Analysis of internal (n-1)mer deletion sequences in synthetic oligodeoxyribonucleotides by hybridization to an immobilized probe array.

The purity of a drug substance can influence its toxicity and potency, so impurities must be specifically determined. In the case of synthetic oligodeoxyribonucleotide drugs, however, product complexity makes complete impurity speciation difficult. The goal of the present work was to develop a new analytical method for speciation of individual internal (n-1)mer impurities arising from formal nucleotide deletion in synthetic oligodeoxyribonucleotides. A complete series of oligodeoxyribonucleotide probes were designed, each complementary to an (n-1)mer deletion sequence of the drug in question. Glass plates were used as a solid support for individually immobilizing the entire probe array.

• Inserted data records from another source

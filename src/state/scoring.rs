//! Pure round-outcome arithmetic: vote tallies, score updates, winner pick.
//!
//! Scoring follows the flat-bonus policy: a caught thief pays out a fixed
//! bonus to every court role (king 100, minister 75, queen 50, soldier 25)
//! while an escaped thief banks a flat 100. Totals only ever increase.

use indexmap::IndexMap;
use uuid::Uuid;

use crate::state::{
    roles::{Role, THIEF_ESCAPE_BONUS},
    room::Player,
};

/// Tally the votes and pick the accused.
///
/// Returns the target with the strictly highest count together with that
/// count, or `None` when no votes were cast. Ties resolve to the target
/// that reached the maximum first in vote insertion order.
pub fn resolve_accused(votes: &IndexMap<Uuid, Uuid>) -> Option<(Uuid, usize)> {
    let mut tally: IndexMap<Uuid, usize> = IndexMap::new();
    for target in votes.values() {
        *tally.entry(*target).or_insert(0) += 1;
    }

    let mut best: Option<(Uuid, usize)> = None;
    for (target, count) in tally {
        match best {
            Some((_, max)) if count <= max => {}
            _ => best = Some((target, count)),
        }
    }
    best
}

/// Apply one round's score deltas and narration to every player.
///
/// Pure over the room's player set: deterministic, additive only, and the
/// `round_message` of each player is overwritten with a short explanation
/// of what the round meant for them.
pub fn apply_round_scores(players: &mut IndexMap<Uuid, Player>, caught: bool) {
    for player in players.values_mut() {
        let Some(role) = player.role else {
            // A player without a role joined mid-bookkeeping; leave them be.
            player.round_message = String::new();
            continue;
        };

        let delta = match role {
            Role::Thief if !caught => THIEF_ESCAPE_BONUS,
            Role::Thief => 0,
            court if caught => court.catch_bonus(),
            _ => 0,
        };
        player.total_score += delta;

        player.round_message = match (role, caught) {
            (Role::Thief, true) => "The thief was caught".into(),
            (Role::Thief, false) => "The thief escaped".into(),
            (Role::King, true) => "Helped catch the thief".into(),
            (Role::King, false) => "The thief got away".into(),
            (Role::Minister, true) => "Judged rightly".into(),
            (Role::Minister, false) => "Judged wrongly".into(),
            _ => "Cast a vote".into(),
        };
    }
}

/// Pick the game winner: highest total score, first joined wins ties.
pub fn winner(players: &IndexMap<Uuid, Player>) -> Option<&Player> {
    let mut best: Option<&Player> = None;
    for player in players.values() {
        match best {
            Some(current) if player.total_score <= current.total_score => {}
            _ => best = Some(player),
        }
    }
    best
}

The total mixture of internal (n-1) length impurities was isolated from a synthetic oligodeoxyribonucleotide by PAGE and labeled with 35S. Under stringently optimized conditions, only the perfectly sequence-matched oligodeoxyribonucleotide hybridized to each probe, while all other deletion sequences were removed by washing with buffer. The 35S signal intensity of the bound oligodeoxyribonucleotide was proportional to the concentration of each (n-1)mer deletion sequence in the analyte solution. This method has been applied to a number of synthetic phosphorothioate oligodeoxy-ribonucleotide lots and shown to be reliable for speciation and relative quantitation of the internal (n -1)mer deletion sequences present.